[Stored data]
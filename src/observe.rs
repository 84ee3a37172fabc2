//! Observable evaluation over a generated network.
//!
//! An observable is a list of counting patterns with sum semantics. For
//! each (observable, species) pair the evaluator precomputes a coefficient:
//! the number of distinct matches of each pattern into the species, which is
//! the embedding count divided by the pattern's automorphism count so a
//! symmetric pattern does not double-count its own images (a homodimer
//! pattern finds a homodimer species once, not twice). Evaluation is then a
//! weighted sum against caller-supplied per-species populations; the
//! evaluator holds no simulation state.

use crate::matcher::{find_embeddings, pattern_automorphisms};
use crate::model::{Model, ObservableId};
use crate::network::{ReactionNetwork, SpeciesId};
use rayon::prelude::*;
use serde::{Deserialize, Serialize};

/// Precomputed observable coefficients for one network.
#[derive(Debug, Clone, Serialize, Deserialize)]
pub struct ObservableEvaluator {
    /// `coefficients[observable][species]`.
    coefficients: Vec<Vec<f64>>,
}

impl ObservableEvaluator {
    /// Matches every observable pattern against every network species.
    ///
    /// Species are independent, so the per-species columns are computed on
    /// the rayon pool; output order is index order either way.
    pub fn new(model: &Model, network: &ReactionNetwork) -> Self {
        let coefficients = model
            .observables()
            .map(|(_, obs)| {
                let corrections: Vec<f64> = obs
                    .patterns
                    .iter()
                    .map(|p| pattern_automorphisms(p) as f64)
                    .collect();
                network
                    .species()
                    .par_iter()
                    .map(|entry| {
                        obs.patterns
                            .iter()
                            .zip(&corrections)
                            .map(|(pat, auts)| {
                                find_embeddings(pat, &entry.graph).len() as f64 / auts
                            })
                            .sum()
                    })
                    .collect()
            })
            .collect();
        Self { coefficients }
    }

    /// Matches of the observable per instance of the given species.
    #[inline]
    pub fn coefficient(&self, observable: ObservableId, species: SpeciesId) -> f64 {
        self.coefficients[observable.index()][species.index()]
    }

    /// Weighted sum of the observable over per-species populations.
    ///
    /// `populations[i]` is the population of species `i`.
    ///
    /// # Panics
    /// If the slice length differs from the network's species count.
    pub fn evaluate(&self, observable: ObservableId, populations: &[f64]) -> f64 {
        let row = &self.coefficients[observable.index()];
        assert_eq!(
            row.len(),
            populations.len(),
            "one population per network species"
        );
        row.iter()
            .zip(populations)
            .map(|(c, n)| c * n)
            .sum()
    }
}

→ **About this exercise**
None of the lines before the one containing "network's species count." belong in the answer; reproduce that line and all later lines of the records exactly.

→ **Solution**
    /// If the slice length differs from the network's species count.
    pub fn evaluate(&self, observable: ObservableId, populations: &[f64]) -> f64 {
        let row = &self.coefficients[observable.index()];
        assert_eq!(
            row.len(),
            populations.len(),
            "one population per network species"
        );
        row.iter()
            .zip(populations)
            .map(|(c, n)| c * n)
            .sum()
    }
}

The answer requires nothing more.